Iraqi Prime Minister visits Kurdistan to resolve oil, lands dispute

PanARMENIAN.Net - Iraq's Prime Minister Nuri al-Maliki visited the Kurdistan region on Sunday, June 9 for the first time in more than two years, in an attempt to resolve a long-running dispute over oil and land that has strained Iraq's unity to the limit, Reuters said.

With the country's Shi'ite leadership facing fallout from the Syrian conflict, which has invigorated Sunni insurgents in Iraq and prompted warnings of civil war, better relations with the Kurds could ease some pressure on Maliki.

The Shi'ite premier was met on the Arbil airport tarmac by Kurdistan Regional Government President Masoud Barzani and a delegation of high-ranking Kurdish officials, but little concrete progress was expected immediately.

Maliki's last official trip to Kurdistan was in 2010, when the "Arbil Agreement" was struck, allowing him to form a power-sharing government among majority Shi'ite Muslims, Sunnis and ethnic Kurds after months of wrangling.

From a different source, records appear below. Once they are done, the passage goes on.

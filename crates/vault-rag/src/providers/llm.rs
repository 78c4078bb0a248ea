//! LLM provider trait for the hosted generation model

use async_trait::async_trait;

use crate::error::Result;

/// Trait for text completion against a hosted model
///
/// Implementations:
/// - `GroqClient`: Groq (OpenAI-compatible chat completions)
#[async_trait]
pub trait LlmProvider: Send + Sync {
    /// Complete a fully built prompt
    async fn complete(&self, prompt: &str) -> Result<String>;

    /// Check if the provider is reachable and the credential is accepted
    async fn health_check(&self) -> Result<bool>;

    /// Provider name for logging
    fn name(&self) -> &str;

    /// Model being used
    fn model(&self) -> &str;
}
//! Overlapping, boundary-aware text chunking with page tracking

use unicode_segmentation::UnicodeSegmentation;

use crate::error::{Error, Result};
use crate::types::{DocumentChunk, PageRecord};

/// Separator placed between the pages of one document
const PAGE_SEPARATOR: &str = "\n\n";

/// Sliding-window chunker.
///
/// Each document's pages are concatenated and cut into windows of at most
/// `chunk_size` characters. A window prefers to end on a paragraph break,
/// then a sentence break, then whitespace, as long as the break lies in the
/// last stretch of the window; the next window starts `overlap` characters
/// before the previous one ended.
#[derive(Debug, Clone)]
pub struct TextChunker {
    /// Target chunk size in characters
    chunk_size: usize,
    /// Overlap between consecutive chunks in characters
    overlap: usize,
}

/// One document's text with char-indexed boundary candidates
struct DocumentText<'a> {
    source_name: &'a str,
    text: String,
    /// Byte offset of every char, plus the total length at the end
    char_offsets: Vec<usize>,
    /// (start char, page number) for each page
    page_starts: Vec<(usize, u32)>,
    paragraph_breaks: Vec<usize>,
    sentence_breaks: Vec<usize>,
    word_breaks: Vec<usize>,
}

impl TextChunker {
    /// Create a chunker; `overlap` must be smaller than `chunk_size`
    pub fn new(chunk_size: usize, overlap: usize) -> Result<Self> {
        if chunk_size == 0 {
            return Err(Error::Config("chunk_size must be greater than zero".into()));
        }
        if overlap >= chunk_size {
            return Err(Error::Config(format!(
                "chunk overlap ({}) must be smaller than chunk size ({})",
                overlap, chunk_size
            )));
        }
        Ok(Self { chunk_size, overlap })
    }

    /// Target chunk size in characters
    pub fn chunk_size(&self) -> usize {
        self.chunk_size
    }

    /// Overlap in characters
    pub fn overlap(&self) -> usize {
        self.overlap
    }

    /// Chunk ordered page records; consecutive pages with the same source
    /// form one document
    pub fn chunk(&self, pages: &[PageRecord]) -> Vec<DocumentChunk> {
        let mut chunks = Vec::new();
        let mut start = 0;

        while start < pages.len() {
            let source = &pages[start].source_name;
            let end = pages[start..]
                .iter()
                .position(|p| &p.source_name != source)
                .map_or(pages.len(), |n| start + n);

            let doc = DocumentText::new(&pages[start..end]);
            chunks.extend(self.chunk_document(&doc));
            start = end;
        }

        chunks
    }

    fn chunk_document(&self, doc: &DocumentText<'_>) -> Vec<DocumentChunk> {
        let total = doc.char_len();
        let mut chunks = Vec::new();
        let mut chunk_index = 0u32;
        let mut start = 0usize;

        // Breaks must leave the next window starting after this one
        let min_advance = (self.chunk_size - self.overlap).max(self.overlap + 1);

        while start < total {
            let is_last = total - start <= self.chunk_size;
            let end = if is_last {
                total
            } else {
                let lo = start + min_advance;
                let hi = start + self.chunk_size;
                last_in_range(&doc.paragraph_breaks, lo, hi)
                    .or_else(|| last_in_range(&doc.sentence_breaks, lo, hi))
                    .or_else(|| last_in_range(&doc.word_breaks, lo, hi))
                    .unwrap_or(hi)
            };

            let text = doc.slice(start, end);
            if !text.trim().is_empty() {
                chunks.push(DocumentChunk::new(
                    text,
                    doc.source_name,
                    doc.page_at(start),
                    chunk_index,
                ));
                chunk_index += 1;
            }

            if is_last {
                break;
            }
            start = end - self.overlap;
        }

        chunks
    }
}

impl<'a> DocumentText<'a> {
    fn new(pages: &'a [PageRecord]) -> Self {
        let mut text = String::new();
        let mut page_starts = Vec::with_capacity(pages.len());
        let mut chars_so_far = 0usize;

        for (i, page) in pages.iter().enumerate() {
            if i > 0 {
                text.push_str(PAGE_SEPARATOR);
                chars_so_far += PAGE_SEPARATOR.chars().count();
            }
            page_starts.push((chars_so_far, page.page_number));
            text.push_str(&page.text);
            chars_so_far += page.text.chars().count();
        }

        let mut char_offsets: Vec<usize> = text.char_indices().map(|(i, _)| i).collect();
        char_offsets.push(text.len());

        let to_char = |byte: usize| char_offsets.partition_point(|&b| b < byte);

        let paragraph_breaks = text
            .match_indices("\n\n")
            .map(|(i, sep)| to_char(i + sep.len()))
            .collect();

        let sentence_breaks = text
            .split_sentence_bound_indices()
            .skip(1)
            .map(|(i, _)| to_char(i))
            .collect();

        let word_breaks = text
            .char_indices()
            .filter(|(_, c)| c.is_whitespace())
            .map(|(i, c)| to_char(i + c.len_utf8()))
            .collect();

        Self {
            source_name: pages.first().map_or("", |p| p.source_name.as_str()),
            text,
            char_offsets,
            page_starts,
            paragraph_breaks,
            sentence_breaks,
            word_breaks,
        }
    }

    fn char_len(&self) -> usize {
        self.char_offsets.len() - 1
    }

    fn slice(&self, start: usize, end: usize) -> &str {
        &self.text[self.char_offsets[start]..self.char_offsets[end]]
    }

    /// Page containing the given char position
    fn page_at(&self, pos: usize) -> u32 {
        let idx = self.page_starts.partition_point(|&(start, _)| start <= pos);
        self.page_starts[idx.saturating_sub(1)].1
    }
}

/// Largest sorted value within `[lo, hi]`
fn last_in_range(sorted: &[usize], lo: usize, hi: usize) -> Option<usize> {
    let idx = sorted.partition_point(|&v| v <= hi);
    match idx.checked_sub(1).map(|i| sorted[i]) {
        Some(v) if v >= lo => Some(v),
        _ => None,
    }
}

#[cfg(test)]
mod tests {
    use super::*;

    fn page(source: &str, number: u32, text: &str) -> PageRecord {
        PageRecord::new(source, number, text)
    }

    fn long_text() -> String {
        (1..=40)
            .map(|i| format!("Sentence number {} talks about the handbook.", i))
            .collect::<Vec<_>>()
            .join(" ")
    }

    #[test]
    fn test_rejects_overlap_not_smaller_than_size() {
        assert!(TextChunker::new(100, 100).is_err());
        assert!(TextChunker::new(0, 0).is_err());
        assert!(TextChunker::new(100, 99).is_ok());
    }

    #[test]
    fn test_short_text_is_single_chunk() {
        let chunker = TextChunker::new(1000, 200).unwrap();
        let chunks = chunker.chunk(&[page("a.pdf", 1, "The refund policy is 30 days.")]);

        assert_eq!(chunks.len(), 1);
        assert_eq!(chunks[0].text(), "The refund policy is 30 days.");
        assert_eq!(chunks[0].source_name(), "a.pdf");
        assert_eq!(chunks[0].page_number(), 1);
    }

    #[test]
    fn test_chunking_is_deterministic() {
        let chunker = TextChunker::new(120, 30).unwrap();
        let pages = vec![page("a.pdf", 1, &long_text()), page("a.pdf", 2, &long_text())];

        assert_eq!(chunker.chunk(&pages), chunker.chunk(&pages));
    }

    #[test]
    fn test_consecutive_chunks_share_overlap() {
        let chunker = TextChunker::new(120, 30).unwrap();
        let chunks = chunker.chunk(&[page("a.pdf", 1, &long_text())]);
        assert!(chunks.len() > 3);

        for pair in chunks.windows(2) {
            let prev: Vec<char> = pair[0].text().chars().collect();
            let next: String = pair[1].text().chars().take(30).collect();
            let tail: String = prev[prev.len() - 30..].iter().collect();
            assert_eq!(tail, next);
        }
    }

    #[test]
    fn test_chunks_respect_size_and_are_never_empty() {
        let chunker = TextChunker::new(100, 20).unwrap();
        let chunks = chunker.chunk(&[page("a.pdf", 1, &long_text())]);

        for chunk in &chunks {
            assert!(chunk.char_len() <= 100);
            assert!(!chunk.text().trim().is_empty());
        }
    }

    #[test]
    fn test_trailing_text_becomes_smaller_final_chunk() {
        let chunker = TextChunker::new(10, 2).unwrap();
        // No whitespace: windows advance by exactly size - overlap
        let chunks = chunker.chunk(&[page("a.pdf", 1, "abcdefghijklmnopqrstu")]);
        let texts: Vec<&str> = chunks.iter().map(|c| c.text()).collect();

        assert_eq!(texts, vec!["abcdefghij", "ijklmnopqr", "qrstu"]);
    }

    #[test]
    fn test_prefers_paragraph_boundary() {
        let chunker = TextChunker::new(40, 10).unwrap();
        let text = "First paragraph is right here.\n\nSecond paragraph follows on.";
        let chunks = chunker.chunk(&[page("a.pdf", 1, text)]);

        assert_eq!(chunks[0].text(), "First paragraph is right here.\n\n");
    }

    #[test]
    fn test_documents_are_chunked_separately() {
        let chunker = TextChunker::new(1000, 200).unwrap();
        let chunks = chunker.chunk(&[
            page("a.pdf", 1, "Alpha page one."),
            page("a.pdf", 2, "Alpha page two."),
            page("b.pdf", 1, "Beta page one."),
        ]);

        assert_eq!(chunks.len(), 2);
        assert_eq!(chunks[0].source_name(), "a.pdf");
        assert_eq!(chunks[0].text(), "Alpha page one.\n\nAlpha page two.");
        assert_eq!(chunks[1].source_name(), "b.pdf");
        assert_eq!(chunks[1].chunk_index(), 0);
    }

    #[test]
    fn test_chunks_carry_starting_page() {
        let chunker = TextChunker::new(60, 10).unwrap();
        let chunks = chunker.chunk(&[
            page("a.pdf", 1, &"one ".repeat(20)),
            page("a.pdf", 2, &"two ".repeat(20)),
        ]);

        assert_eq!(chunks.first().unwrap().page_number(), 1);
        assert_eq!(chunks.last().unwrap().page_number(), 2);
    }

    #[test]
    fn test_multibyte_text_is_split_on_char_boundaries() {
        let chunker = TextChunker::new(7, 2).unwrap();
        let chunks = chunker.chunk(&[page("a.pdf", 1, "ééééééééééééééé")]);

        assert!(chunks.len() > 1);
        assert!(chunks.iter().all(|c| c.char_len() <= 7));
    }
}
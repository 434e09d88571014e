use config::{Config, Environment};
use log::info;
use snafu::{ResultExt, Snafu};

use super::models::Settings;

pub fn load_config() -> Result<Settings, ConfigError> {
    // As Rust has no native support for .env files,
    // we use the dotenv_flow crate to import to actual ENV vars.
    if let Ok(dotenv_path) = dotenv_flow::dotenv_flow() {
        info!("Loaded dotenv file: {:?}", dotenv_path);
    }

    build_config(environment())
}

fn environment() -> Environment {
    Environment::default()
        .prefix("O2L")
        .separator("_")
        .prefix_separator("_")
        .try_parsing(true)
}

fn build_config(environment: Environment) -> Result<Settings, ConfigError> {
    let config = Config::builder()
        .add_source(environment)
        .set_default("octoprint.host", "127.0.0.1").context(BuildSnafu)?
        .set_default("octoprint.port", "5000").context(BuildSnafu)?
        .set_default("octoprint.apikey", "").context(BuildSnafu)?
        .set_default("octoprint.timeout", "10s").context(BuildSnafu)?
        .set_default("leds.count", "36").context(BuildSnafu)?
        .set_default("leds.brightness", "0.2").context(BuildSnafu)?
        .set_default("leds.spidevice", "/dev/spidev0.0").context(BuildSnafu)?
        .set_default("relay.enabled", "true").context(BuildSnafu)?
        .set_default("relay.program", "gpio").context(BuildSnafu)?
        .set_default("relay.pin", "17").context(BuildSnafu)?
        .set_default("fade.steps", "50").context(BuildSnafu)?
        .set_default("fade.stepduration", "5ms").context(BuildSnafu)?
        .set_default("pollinterval", "5s").context(BuildSnafu)?
        .set_default("sentrydsn", "").context(BuildSnafu)?
        .build().context(BuildSnafu)?;

    config.try_deserialize().context(DeserializeSnafu)
}

// ////// //
// Errors //
// ////// //

#[derive(Debug, Snafu)]
pub enum ConfigError {
    #[snafu(display("Could not assemble configuration sources"))]
    Build { source: config::ConfigError },

    #[snafu(display("Could not read settings from configuration"))]
    Deserialize { source: config::ConfigError },
}

#[cfg(test)]
mod tests {
    use std::time::Duration;

    use config::Map;

    use super::*;

    fn environment_from(vars: &[(&str, &str)]) -> Environment {
        let map: Map<String, String> = vars.iter().map(|(k, v)| (k.to_string(), v.to_string())).collect();
        environment().source(Some(map))
    }

    #[test]
    fn defaults_match_a_stock_octoprint_install() {
        let settings = build_config(environment_from(&[])).unwrap();

        assert_eq!(settings.octoprint.host, "127.0.0.1");
        assert_eq!(settings.octoprint.port, 5000);
        assert_eq!(settings.leds.count, 36);
        assert_eq!(settings.leds.brightness_level(), 51);
        assert_eq!(settings.relay.pin, 17);
        assert_eq!(settings.fade.steps, 50);
        assert_eq!(settings.fade.step_duration, Duration::from_millis(5));
        assert_eq!(settings.poll_interval, Duration::from_secs(5));
    }

    #[test]
    fn environment_overrides_defaults() {
        let settings = build_config(environment_from(&[
            ("O2L_OCTOPRINT_HOST", "octopi.local"),
            ("O2L_OCTOPRINT_APIKEY", "secret"),
            ("O2L_LEDS_COUNT", "60"),
            ("O2L_RELAY_ENABLED", "false"),
            ("O2L_POLLINTERVAL", "2s"),
        ])).unwrap();

        assert_eq!(settings.octoprint.host, "octopi.local");
        assert_eq!(settings.octoprint.api_key, "secret");
        assert_eq!(settings.leds.count, 60);
        assert!(!settings.relay.enabled);
        assert_eq!(settings.poll_interval, Duration::from_secs(2));
    }

    #[test]
    fn invalid_duration_is_reported() {
        let result = build_config(environment_from(&[("O2L_POLLINTERVAL", "soon")]));

        assert!(matches!(result, Err(ConfigError::Deserialize { .. })));
    }
}
use std::time::Duration;

use log::debug;
use reqwest::header::{HeaderMap, HeaderValue, CONTENT_TYPE};
use reqwest::{Client, StatusCode};
use serde::Serialize;
use snafu::{ResultExt, Snafu};
use url::Url;

use crate::config::models::Octoprint;

use super::decoder::{DecodeError, OrMissing, ResponseBody};
use super::models::*;
use super::PrinterApi;

const API_KEY_HEADER: &str = "X-Api-Key";

/// Client for the subset of the OctoPrint REST API this service talks to.
///
/// Every call is a single request without retries. Reads expect `200 OK`,
/// commands expect `204 No Content` (file selection expects `200 OK`).
pub struct OctoprintClient {
    http: Client,
    base_url: Url,
}

#[allow(unused)]
impl OctoprintClient {
    pub fn new(settings: &Octoprint) -> Result<Self, ClientError> {
        let base_url = build_base_url(&settings.host, settings.port)?;
        Self::with_base_url(base_url, &settings.api_key, settings.timeout)
    }

    pub fn with_base_url(base_url: Url, api_key: &str, timeout: Duration) -> Result<Self, ClientError> {
        let mut headers = HeaderMap::new();
        headers.insert(API_KEY_HEADER, HeaderValue::from_str(api_key).context(InvalidApiKeySnafu)?);
        headers.insert(CONTENT_TYPE, HeaderValue::from_static("application/json"));

        let http = Client::builder()
            .default_headers(headers)
            .timeout(timeout)
            .build()
            .context(BuildClientSnafu)?;

        Ok(Self { http, base_url })
    }

    // ////////// //
    // Connection //
    // ////////// //

    pub async fn connect_to_printer(&self, options: &ConnectOptions) -> Result<(), ClientError> {
        self.post("api/connection", &ConnectCommand { command: "connect", options }, StatusCode::NO_CONTENT).await
    }

    /// Checks whether OctoPrint reports an attached printer.
    ///
    /// OctoPrint answers `/api/printer` with `409 Conflict` while no printer is
    /// attached, so any status other than `200 OK` means "not connected".
    /// Only transport failures are errors.
    pub async fn is_printer_connected(&self) -> Result<bool, ClientError> {
        let url = self.url("api/printer")?;
        let response = self.http.get(url.clone()).send().await.context(UnreachableSnafu { url: url.as_str() })?;
        Ok(response.status() == StatusCode::OK)
    }

    pub async fn get_printer_status(&self) -> Result<String, ClientError> {
        let url = self.url("api/printer")?;
        let body = self.get("api/printer").await?;
        match body.string("state.text") {
            Err(DecodeError::FieldMissing { .. }) => StatusUnavailableSnafu { url: url.as_str() }.fail(),
            other => other.context(DecodeFailedSnafu { url: url.as_str() }),
        }
    }

    pub async fn get_version(&self) -> Result<String, ClientError> {
        let body = self.get("api/version").await?;
        self.decode("api/version", body.string("server").or_missing("0.0.0".to_string()))
    }

    // /////////// //
    // Temperature //
    // /////////// //

    pub async fn set_bed_temp(&self, target: u16) -> Result<(), ClientError> {
        self.post("api/printer/bed", &TargetTemperature { command: "target", target }, StatusCode::NO_CONTENT).await
    }

    /// Target temperature of the heated bed in degrees Celsius.
    pub async fn get_bed_temp(&self) -> Result<i32, ClientError> {
        let body = self.get("api/printer/bed").await?;
        self.decode("api/printer/bed", body.rounded("bed.target").map(|t| t as i32))
    }

    pub async fn get_extruder_target_temp(&self) -> Result<i32, ClientError> {
        let body = self.get("api/printer/tool").await?;
        self.decode("api/printer/tool", body.rounded("tool0.target").or_missing(0).map(|t| t as i32))
    }

    pub async fn get_extruder_current_temp(&self) -> Result<i32, ClientError> {
        let body = self.get("api/printer/tool").await?;
        self.decode("api/printer/tool", body.rounded("tool0.actual").or_missing(0).map(|t| t as i32))
    }

    // /// //
    // Job //
    // /// //

    pub async fn start_job(&self) -> Result<(), ClientError> {
        self.job_command("start").await
    }

    pub async fn pause_job(&self) -> Result<(), ClientError> {
        self.job_command("pause").await
    }

    /// Sends the same payload as [`Self::pause_job`]; OctoPrint toggles on a bare `pause`.
    pub async fn resume_job(&self) -> Result<(), ClientError> {
        self.job_command("pause").await
    }

    pub async fn cancel_job(&self) -> Result<(), ClientError> {
        self.job_command("cancel").await
    }

    /// Completion of the current job in whole percent.
    ///
    /// A `null` completion (no job loaded) is an error; an absent field reads as 0.
    pub async fn get_print_progress(&self) -> Result<u8, ClientError> {
        let body = self.get("api/job").await?;
        let completion = self.decode("api/job", body.truncated("progress.completion").or_missing(0))?;
        Ok(completion.clamp(0, 100) as u8)
    }

    pub async fn get_total_print_time(&self) -> Result<u64, ClientError> {
        self.job_seconds("job.estimatedPrintTime").await
    }

    pub async fn get_print_time_left(&self) -> Result<u64, ClientError> {
        self.job_seconds("progress.printTimeLeft").await
    }

    pub async fn get_elapsed_print_time(&self) -> Result<u64, ClientError> {
        self.job_seconds("progress.printTime").await
    }

    pub async fn get_file_printing(&self) -> Result<String, ClientError> {
        let body = self.get("api/job").await?;
        self.decode("api/job", body.string("job.file.name").or_missing(String::new()))
    }

    // ///// //
    // Files //
    // ///// //

    /// Selects a local file and starts printing it right away.
    pub async fn select_file(&self, file_name: &str) -> Result<(), ClientError> {
        let mut url = self.url("api/files/local/")?;
        url.path_segments_mut()
            .map_err(|()| InvalidUrlSnafu { reason: "base URL cannot have path segments" }.build())?
            .pop_if_empty()
            .push(file_name);
        self.send_post(url, &SelectFile { command: "select", print: true }, StatusCode::OK).await
    }

    // /////// //
    // G-code //
    // /////// //

    pub async fn send_gcode(&self, commands: &[String]) -> Result<(), ClientError> {
        self.post("api/printer/command", &GcodeCommands { commands }, StatusCode::NO_CONTENT).await
    }

    // /////// //
    // Helpers //
    // /////// //

    async fn job_command(&self, command: &'static str) -> Result<(), ClientError> {
        self.post("api/job", &SimpleCommand { command }, StatusCode::NO_CONTENT).await
    }

    async fn job_seconds(&self, path: &str) -> Result<u64, ClientError> {
        let body = self.get("api/job").await?;
        let seconds = self.decode("api/job", body.truncated(path).or_missing(0))?;
        Ok(seconds.max(0) as u64)
    }

    fn url(&self, endpoint: &str) -> Result<Url, ClientError> {
        self.base_url.join(endpoint).map_err(|e| InvalidUrlSnafu { reason: e.to_string() }.build())
    }

    fn decode<T>(&self, endpoint: &str, result: Result<T, DecodeError>) -> Result<T, ClientError> {
        let url = self.base_url.join(endpoint).map(String::from).unwrap_or_else(|_| endpoint.to_string());
        result.context(DecodeFailedSnafu { url })
    }

    async fn get(&self, endpoint: &str) -> Result<ResponseBody, ClientError> {
        let url = self.url(endpoint)?;
        debug!("GET {}", url);
        let response = self.http.get(url.clone()).send().await.context(UnreachableSnafu { url: url.as_str() })?;
        let text = expect_status(&url, response, StatusCode::OK).await?;
        ResponseBody::parse(&text).context(DecodeFailedSnafu { url: url.as_str() })
    }

    async fn post<T: Serialize>(&self, endpoint: &str, payload: &T, expected: StatusCode) -> Result<(), ClientError> {
        let url = self.url(endpoint)?;
        self.send_post(url, payload, expected).await
    }

    async fn send_post<T: Serialize>(&self, url: Url, payload: &T, expected: StatusCode) -> Result<(), ClientError> {
        debug!("POST {}", url);
        let response = self.http.post(url.clone()).json(payload).send().await.context(UnreachableSnafu { url: url.as_str() })?;
        expect_status(&url, response, expected).await.map(|_| ())
    }
}

impl PrinterApi for OctoprintClient {
    async fn is_printer_connected(&self) -> Result<bool, ClientError> {
        OctoprintClient::is_printer_connected(self).await
    }

    async fn get_printer_status(&self) -> Result<String, ClientError> {
        OctoprintClient::get_printer_status(self).await
    }

    async fn get_print_progress(&self) -> Result<u8, ClientError> {
        OctoprintClient::get_print_progress(self).await
    }

    async fn get_print_time_left(&self) -> Result<u64, ClientError> {
        OctoprintClient::get_print_time_left(self).await
    }

    async fn get_file_printing(&self) -> Result<String, ClientError> {
        OctoprintClient::get_file_printing(self).await
    }
}

pub fn build_base_url(host: &str, port: u16) -> Result<Url, ClientError> {
    Url::parse(&format!("http://{host}:{port}/")).map_err(|e| InvalidUrlSnafu { reason: e.to_string() }.build())
}

async fn expect_status(url: &Url, response: reqwest::Response, expected: StatusCode) -> Result<String, ClientError> {
    let status = response.status();
    let body = response.text().await.context(UnreachableSnafu { url: url.as_str() })?;

    if status == expected {
        return Ok(body);
    }
    if status == StatusCode::UNAUTHORIZED || status == StatusCode::FORBIDDEN {
        return UnauthorizedSnafu { url: url.as_str() }.fail();
    }
    UnexpectedStatusSnafu { url: url.as_str(), status: status.as_u16(), body }.fail()
}

// ////// //
// Errors //
// ////// //

#[derive(Debug, Snafu)]
pub enum ClientError {
    #[snafu(display("Could not reach {url}"))]
    Unreachable { url: String, source: reqwest::Error },

    #[snafu(display("Error: {status} - {body} ({url})"))]
    UnexpectedStatus { url: String, status: u16, body: String },

    #[snafu(display("API key was rejected by {url}"))]
    Unauthorized { url: String },

    #[snafu(display("Could not decode response from {url}"))]
    DecodeFailed { url: String, source: DecodeError },

    #[snafu(display("No printer status in response from {url}"))]
    StatusUnavailable { url: String },

    #[snafu(display("Invalid URL: {reason}"))]
    InvalidUrl { reason: String },

    #[snafu(display("API key is not a valid header value"))]
    InvalidApiKey { source: reqwest::header::InvalidHeaderValue },

    #[snafu(display("Could not build HTTP client"))]
    BuildClient { source: reqwest::Error },
}

impl ClientError {
    /// Transport failures and unexpected status codes both mean the controller
    /// could not serve the request.
    pub fn is_unreachable(&self) -> bool {
        matches!(self, ClientError::Unreachable { .. } | ClientError::UnexpectedStatus { .. })
    }
}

That deal, like others after, was never fully implemented, and Baghdad's central government and the country's autonomous Kurdistan region have since been at odds over oil and disputed territories along their internal boundary.

"This will be an initial step on the track to finding solutions for all outstanding problems," Maliki said in a speech before a cabinet meeting in Arbil. Iraqi and Kurdish officials were due to hold further talks after that meeting.

Unless the current talks succeed, Iraqi Kurdish President Masoud Barzani said last week the self-ruled enclave would be forced to seek a "new form of relations" with Baghdad.